Светлые воды Тыми

22
18
20
22
24
26
28
30

Я начал рассказывать о соболевке, но Иван Константинович, по своей привычке, поспешно перебил:

— Ладно, не говори больше. Скоро наши удэге из тайги придут, лучше расскажут.

В тот же день я отправился к Николаю Ивановичу Олянову. Меня встретил среднего роста коренастый мужчина с открытым добродушным лицом и небольшими карими глазами. В простом кургузом пиджаке и мятой узенькой кепке, сидевшей на самой макушке, Олянов скорее был похож на русского мастерового, нежели на отважного таежного следопыта, всю жизнь проведшего в дебрях Уссурийского края. Но обстановка в доме выдавала таежника. Около дверей в углу висят различного калибра охотничьи ружья, патронташи, набитые патронами, клинки с костяными ручками. Вдоль стены на самодельных тумбах стоят чучела ширококрылого ястреба и черного лебедя, весьма редкого в этих местах. А над кроватью растянута чудесная, отливающая глянцем каждой остинки шкура рыси. Искусные руки охотника сумели придать звериной морде почти живой облик: яростно блестели красноватые глаза хищника, из полуоткрытой пасти торчали острые, слегка тронутые желтизной клыки, а над верхней вывороченной губой топорщились длинные седоватые усы.

— Давно убили красавицу?

— Прошлой осенью, — с улыбкой ответил Олянов. — Нелегко далась, пришлось повозиться.

— Мне удэгейцы говорили, что рысь опаснее тигра, верно это?

— Правильно говорили. Уссурийский тигр на человека не нападает. А рысь, когда идешь по тайге, только и следит за каждым твоим шагом. Чуть зазеваешься, она и прыгнет с дерева тебе на плечи. Тут уж — кто кого, как говорится...

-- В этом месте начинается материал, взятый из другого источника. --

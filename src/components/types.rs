//! Closed vocabularies used by the component records
//!
//! Every enumerated field of a component is one of these types. Parsing is
//! case-insensitive; the canonical form is lower-case.

use std::fmt;
use std::str::FromStr;

use serde::{Deserialize, Serialize};

use crate::error::{ToulminError, ValidationDetails};

/// A closed set of lower-case labels.
pub trait Vocabulary: Sized + Copy + 'static {
    /// Every member, in declaration order
    const ALL: &'static [Self];

    /// Canonical label
    fn as_str(&self) -> &'static str;

    /// Parses a label, ignoring case and surrounding whitespace
    fn parse(raw: &str) -> Option<Self> {
        let wanted = raw.trim().to_lowercase();
        Self::ALL.iter().copied().find(|v| v.as_str() == wanted)
    }

    /// Comma-separated list of the allowed labels, for error messages
    fn allowed() -> String {
        Self::ALL.iter().map(|v| v.as_str()).collect::<Vec<_>>().join(", ")
    }
}

/// Declared logical adequacy of a Warrant, Backing or Rebuttal.
///
/// Ordered from least to most forceful. For Warrant and Backing more is better;
/// for Rebuttal the value grades the attack, so more is worse for the claim.
#[derive(Debug, Clone, Copy, PartialEq, Eq, PartialOrd, Ord, Hash, Serialize, Deserialize)]
#[serde(rename_all = "lowercase")]
pub enum StrengthLevel {
    Irrelevant,
    Weak,
    Strong,
    Absolute,
}

impl StrengthLevel {
    /// Weak or irrelevant: not enough to carry an inference
    pub fn is_inadequate(&self) -> bool {
        match self {
            StrengthLevel::Weak | StrengthLevel::Irrelevant => true,
            StrengthLevel::Strong | StrengthLevel::Absolute => false,
        }
    }
}

impl Vocabulary for StrengthLevel {
    const ALL: &'static [Self] = &[
        StrengthLevel::Absolute,
        StrengthLevel::Strong,
        StrengthLevel::Weak,
        StrengthLevel::Irrelevant,
    ];

    fn as_str(&self) -> &'static str {
        match self {
            StrengthLevel::Absolute => "absolute",
            StrengthLevel::Strong => "strong",
            StrengthLevel::Weak => "weak",
            StrengthLevel::Irrelevant => "irrelevant",
        }
    }
}

#[derive(Debug, Clone, Copy, PartialEq, Eq, Hash, Serialize, Deserialize)]
#[serde(rename_all = "lowercase")]
pub enum EvidenceType {
    Empirical,
    Statistical,
    Testimonial,
    Documentary,
    Expert,
}

impl Vocabulary for EvidenceType {
    const ALL: &'static [Self] = &[
        EvidenceType::Empirical,
        EvidenceType::Statistical,
        EvidenceType::Testimonial,
        EvidenceType::Documentary,
        EvidenceType::Expert,
    ];

    fn as_str(&self) -> &'static str {
        match self {
            EvidenceType::Empirical => "empirical",
            EvidenceType::Statistical => "statistical",
            EvidenceType::Testimonial => "testimonial",
            EvidenceType::Documentary => "documentary",
            EvidenceType::Expert => "expert",
        }
    }
}

/// How far a claim reaches
#[derive(Debug, Clone, Copy, PartialEq, Eq, Hash, Serialize, Deserialize)]
#[serde(rename_all = "lowercase")]
pub enum ClaimScope {
    Universal,
    General,
    Specific,
    Singular,
}

impl Vocabulary for ClaimScope {
    const ALL: &'static [Self] = &[
        ClaimScope::Universal,
        ClaimScope::General,
        ClaimScope::Specific,
        ClaimScope::Singular,
    ];

    fn as_str(&self) -> &'static str {
        match self {
            ClaimScope::Universal => "universal",
            ClaimScope::General => "general",
            ClaimScope::Specific => "specific",
            ClaimScope::Singular => "singular",
        }
    }
}

#[derive(Debug, Clone, Copy, PartialEq, Eq, Hash, Serialize, Deserialize)]
#[serde(rename_all = "lowercase")]
pub enum LogicType {
    Deductive,
    Inductive,
    Abductive,
}

impl Vocabulary for LogicType {
    const ALL: &'static [Self] = &[
        LogicType::Deductive,
        LogicType::Inductive,
        LogicType::Abductive,
    ];

    fn as_str(&self) -> &'static str {
        match self {
            LogicType::Deductive => "deductive",
            LogicType::Inductive => "inductive",
            LogicType::Abductive => "abductive",
        }
    }
}

/// Degree of force attached to a claim
#[derive(Debug, Clone, Copy, PartialEq, Eq, Hash, Serialize, Deserialize)]
#[serde(rename_all = "lowercase")]
pub enum QualifierDegree {
    Certainly,
    Presumably,
    Probably,
    Possibly,
    Apparently,
}

impl Vocabulary for QualifierDegree {
    const ALL: &'static [Self] = &[
        QualifierDegree::Certainly,
        QualifierDegree::Presumably,
        QualifierDegree::Probably,
        QualifierDegree::Possibly,
        QualifierDegree::Apparently,
    ];

    fn as_str(&self) -> &'static str {
        match self {
            QualifierDegree::Certainly => "certainly",
            QualifierDegree::Presumably => "presumably",
            QualifierDegree::Probably => "probably",
            QualifierDegree::Possibly => "possibly",
            QualifierDegree::Apparently => "apparently",
        }
    }
}

#[derive(Debug, Clone, Copy, PartialEq, Eq, Hash, Serialize, Deserialize)]
#[serde(rename_all = "lowercase")]
pub enum VerdictStatus {
    /// The argument holds
    Sustained,
    /// The argument fails
    Overruled,
    /// Insufficient evidence, needs further investigation
    Remanded,
}

impl VerdictStatus {
    /// Words whose presence in the reasoning contradicts this status.
    ///
    /// Lexical heuristic only: a sustained verdict that legitimately discusses
    /// a counterargument which "fails" is a known false positive.
    pub fn contradicting_terms(&self) -> &'static [&'static str] {
        match self {
            VerdictStatus::Sustained => &["fails", "rejected"],
            VerdictStatus::Overruled => &["succeeds", "sustained"],
            VerdictStatus::Remanded => &[],
        }
    }
}

impl Vocabulary for VerdictStatus {
    const ALL: &'static [Self] = &[
        VerdictStatus::Sustained,
        VerdictStatus::Overruled,
        VerdictStatus::Remanded,
    ];

    fn as_str(&self) -> &'static str {
        match self {
            VerdictStatus::Sustained => "sustained",
            VerdictStatus::Overruled => "overruled",
            VerdictStatus::Remanded => "remanded",
        }
    }
}

/// The seven Toulmin components, in canonical submission order
#[derive(Debug, Clone, Copy, PartialEq, Eq, PartialOrd, Ord, Hash, Serialize, Deserialize)]
#[serde(rename_all = "lowercase")]
pub enum ComponentKind {
    Data,
    Claim,
    Warrant,
    Backing,
    Rebuttal,
    Qualifier,
    Verdict,
}

impl ComponentKind {
    /// Capitalised name used in dependency errors and tables
    pub fn title(&self) -> &'static str {
        match self {
            ComponentKind::Data => "Data",
            ComponentKind::Claim => "Claim",
            ComponentKind::Warrant => "Warrant",
            ComponentKind::Backing => "Backing",
            ComponentKind::Rebuttal => "Rebuttal",
            ComponentKind::Qualifier => "Qualifier",
            ComponentKind::Verdict => "Verdict",
        }
    }

    /// Components that must be present before this one is accepted.
    ///
    /// Each component depends on its immediate predecessor, except the
    /// verdict which depends on all six.
    pub fn prerequisites(&self) -> &'static [ComponentKind] {
        use ComponentKind::*;
        match self {
            Data => &[],
            Claim => &[Data],
            Warrant => &[Claim],
            Backing => &[Warrant],
            Rebuttal => &[Backing],
            Qualifier => &[Rebuttal],
            Verdict => &[Data, Claim, Warrant, Backing, Rebuttal, Qualifier],
        }
    }

    /// Whether the circuit breaker grades this component's strength
    pub fn is_strength_graded(&self) -> bool {
        matches!(
            self,
            ComponentKind::Warrant | ComponentKind::Backing | ComponentKind::Rebuttal
        )
    }
}

impl Vocabulary for ComponentKind {
    const ALL: &'static [Self] = &[
        ComponentKind::Data,
        ComponentKind::Claim,
        ComponentKind::Warrant,
        ComponentKind::Backing,
        ComponentKind::Rebuttal,
        ComponentKind::Qualifier,
        ComponentKind::Verdict,
    ];

    fn as_str(&self) -> &'static str {
        match self {
            ComponentKind::Data => "data",
            ComponentKind::Claim => "claim",
            ComponentKind::Warrant => "warrant",
            ComponentKind::Backing => "backing",
            ComponentKind::Rebuttal => "rebuttal",
            ComponentKind::Qualifier => "qualifier",
            ComponentKind::Verdict => "verdict",
        }
    }
}

impl FromStr for ComponentKind {
    type Err = ToulminError;

    fn from_str(s: &str) -> Result<Self, Self::Err> {
        Self::parse(s).ok_or_else(|| {
            ToulminError::shape(
                None,
                ValidationDetails::new(
                    "kind",
                    format!("one of: {}", Self::allowed()),
                    format!("'{}'", s),
                ),
            )
        })
    }
}

macro_rules! display_as_label {
    ($($ty:ty),*) => {
        $(
            impl fmt::Display for $ty {
                fn fmt(&self, f: &mut fmt::Formatter<'_>) -> fmt::Result {
                    f.write_str(self.as_str())
                }
            }
        )*
    };
}

display_as_label!(
    StrengthLevel,
    EvidenceType,
    ClaimScope,
    LogicType,
    QualifierDegree,
    VerdictStatus,
    ComponentKind
);
//! Component Validation Tests
//!
//! - Validation is deterministic
//! - Every failure names the offending field
//! - No coercion between JSON types
//! - Record-level rules run after field rules

mod common;

use common::*;
use serde_json::json;
use toulmini::{validate_component, validate_value, ComponentKind, StrengthLevel, ToulminErrorCode};

fn field_of(kind: ComponentKind, value: serde_json::Value) -> String {
    let err = validate_value(kind, &value).unwrap_err();
    assert_eq!(err.code(), ToulminErrorCode::ShapeViolation);
    err.details().unwrap().field.clone()
}

// =============================================================================
// Structural Tests
// =============================================================================

#[test]
fn test_malformed_json_rejected() {
    let err = validate_component(ComponentKind::Claim, "Here is the JSON: {").unwrap_err();
    assert_eq!(err.code(), ToulminErrorCode::ShapeViolation);
    assert_eq!(err.details().unwrap().field, "$root");
    assert_eq!(err.to_json()["error_type"], "ShapeError");
}

#[test]
fn test_validation_is_deterministic() {
    let raw = warrant_json("strong").to_string();
    let first = validate_component(ComponentKind::Warrant, &raw).unwrap();
    let second = validate_component(ComponentKind::Warrant, &raw).unwrap();
    assert_eq!(first, second);
    assert_eq!(first.strength(), Some(StrengthLevel::Strong));
}

#[test]
fn test_envelope_accepted() {
    let wrapped = json!({"warrant": warrant_json("strong")});
    let bare = validate_value(ComponentKind::Warrant, &warrant_json("strong")).unwrap();
    assert_eq!(validate_value(ComponentKind::Warrant, &wrapped).unwrap(), bare);
}

#[test]
fn test_missing_field_named() {
    let mut claim = claim_json();
    claim.as_object_mut().unwrap().remove("scope");
    assert_eq!(field_of(ComponentKind::Claim, claim), "scope");
}

#[test]
fn test_no_string_to_integer_coercion() {
    let mut qualifier = qualifier_json(80);
    qualifier["confidence_pct"] = json!("80");
    assert_eq!(field_of(ComponentKind::Qualifier, qualifier), "confidence_pct");
}

#[test]
fn test_confidence_out_of_range() {
    assert_eq!(field_of(ComponentKind::Qualifier, qualifier_json(101)), "confidence_pct");
    assert_eq!(field_of(ComponentKind::Qualifier, qualifier_json(-1)), "confidence_pct");
}

#[test]
fn test_oversized_integer_reported_out_of_range() {
    let mut qualifier = qualifier_json(80);
    qualifier["confidence_pct"] = json!(u64::MAX);
    let err = validate_value(ComponentKind::Qualifier, &qualifier).unwrap_err();
    let details = err.details().unwrap();
    assert_eq!(details.field, "confidence_pct");
    assert_ne!(details.actual, "integer");
}

#[test]
fn test_nested_citation_field_path() {
    let mut data = data_json();
    data["citations"][0]["source"] = json!("   ");
    let field = field_of(ComponentKind::Data, data);
    assert!(field.starts_with("citations[0]"), "{}", field);
}

#[test]
fn test_unknown_strength_lists_allowed() {
    let err = validate_value(ComponentKind::Backing, &backing_json("moderate")).unwrap_err();
    let expected = &err.details().unwrap().expected;
    for level in ["absolute", "strong", "weak", "irrelevant"] {
        assert!(expected.contains(level), "{}", expected);
    }
}

#[test]
fn test_strength_is_case_insensitive() {
    let backing = validate_value(ComponentKind::Backing, &backing_json("STRONG")).unwrap();
    assert_eq!(backing.strength(), Some(StrengthLevel::Strong));
}

// =============================================================================
// Semantic Tests
// =============================================================================

#[test]
fn test_claim_question_rejected() {
    let claim = json!({"statement": "Is human activity driving warming?", "scope": "general"});
    let err = validate_value(ComponentKind::Claim, &claim).unwrap_err();
    assert!(err.suggestion().unwrap().contains("assertions"));
}

#[test]
fn test_warrant_needs_general_indicator() {
    let warrant = json!({
        "principle": "Temperature data shows a rise.",
        "logic_type": "inductive",
        "strength": "strong"
    });
    assert_eq!(field_of(ComponentKind::Warrant, warrant), "principle");
}

#[test]
fn test_edge_case_needs_conditional_marker() {
    let rebuttal = json!({
        "exceptions": ["Solar output is a confounder."],
        "strength": "weak"
    });
    assert_eq!(field_of(ComponentKind::Rebuttal, rebuttal), "exceptions[0]");
}

#[test]
fn test_edge_cases_alias_accepted() {
    let rebuttal = json!({
        "edge_cases": ["If solar output increased, the attribution would weaken."],
        "strength": "weak"
    });
    assert!(validate_value(ComponentKind::Rebuttal, &rebuttal).is_ok());
}

#[test]
fn test_sustained_verdict_with_rejected_inconsistent() {
    let verdict = json!({
        "status": "sustained",
        "reasoning": "The data and the warrant look fine, but the backing was rejected by reviewers on the claim.",
        "final_statement": "Human activity dominates recent warming."
    });
    let err = validate_value(ComponentKind::Verdict, &verdict).unwrap_err();
    assert_eq!(err.code(), ToulminErrorCode::ShapeViolation);
    assert!(err.suggestion().unwrap().contains("INCONSISTENT"));
}

#[test]
fn test_verdict_must_reference_components() {
    let verdict = json!({
        "status": "remanded",
        "reasoning": "More evidence is needed before anything can be concluded about this topic.",
        "final_statement": "Further study is required."
    });
    let err = validate_value(ComponentKind::Verdict, &verdict).unwrap_err();
    assert_eq!(err.details().unwrap().field, "reasoning");
}

#[test]
fn test_undeclared_fields_ignored() {
    let mut claim = claim_json();
    claim["confidence"] = json!("high");
    assert!(validate_value(ComponentKind::Claim, &claim).is_ok());
}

Жена Олянова, Анастасия Петровна, полная женщина с круглым, раскрасневшимся лицом, поставила на стол эмалированную миску с пельменями, две кружки чаги, по-местному шульты, которую заваривают вместо чая. Потом принесла глубокую тарелку с янтарным медом, заметив при этом, что «медок-то бархатный, самый пользительный», и пригласила завтракать.

— Кушайте, чем богаты, тем и рады!

Я пробовал отказаться, но хозяйка и слушать не хотела.

— Ничего, бог даст, утрясется, — сказала она ласковым голосом. — Кушайте, я еще котлеток принесу. Мой-то третьего дня медвежонка из берлоги выкурил, так я котлеток настряпала.

Пока завтракали, Николай Иванович рассказал, что чуть ли не с детских лет живет в таежных местах. В 1918 году юношей ушел в партизаны и всю гражданскую воевал с интервентами. Когда беляков и самураев в океан сбросили, Олянов поселился в Имане, в то время небольшом селеньице, а в 1932 году переехал на Бикин. Долгое время он был единственным русским среди удэге. Вместе с ними соболевал, стрелял белку, добывал корень женьшень, словом, с тайгой сросся. А когда женился на Анастасии Петровне, выстроил себе хату и поступил в лесничество.

— Так что дружба с удэге у нас давняя. Отличный, скажу я вам, народ. Смелости им не занимать. Недаром их лесными людьми называют. В прежнее время, правда, жили они по своим обычаям и законам. Верили в бога лесов. Почитали тигра, священного зверя — куты-мафу. Помню, когда впервые собрался тигренка обловить, встревожились мои друзья. «Как же ты, Оляныць, согласился куты-мафу трогать? Гляди, как бы наш брат удэ не обиделся». Долго объяснял им, что не собираюсь куты-мафу стрелять, что ежели удастся тигренка выследить и отбить от матери, в город отправлю его, в зверинец. Там его будут детишкам показывать. Все равно не поверили. Пришлось во Владивосток телеграмму отбивать, что отказываюсь от поручения. Так дело и заглохло.

Поскольку речь зашла о тигре, я попросил Николая Ивановича рассказать о том «интересном» годовалом хищнике, про которого чуть ли не с восторгом мне говорил Мунов.

— Верно, было дело, — улыбнулся Олянов. — Но ведь не один я в тайгу ходил, а бригадой из пяти человек, ежели считать и мальчонку Димку Канчугу. И не одного котенка, а двух поймали.

— Какой же из них «интересный»?

Подумав, Николай Иванович сказал:

— Ладно, начну по порядку...

Телеграмму принесли ночью. Услыхав сквозь сон, что стучатся в окно, Николай Иванович встал, накинул на плечи полушубок и вышел в сени.

— Кто там? — спросил он не без тревоги, подумав, что в поселке случилась беда, но, узнав знакомый голос девушки с почты, успокоился: — С чем пожаловала, Катя?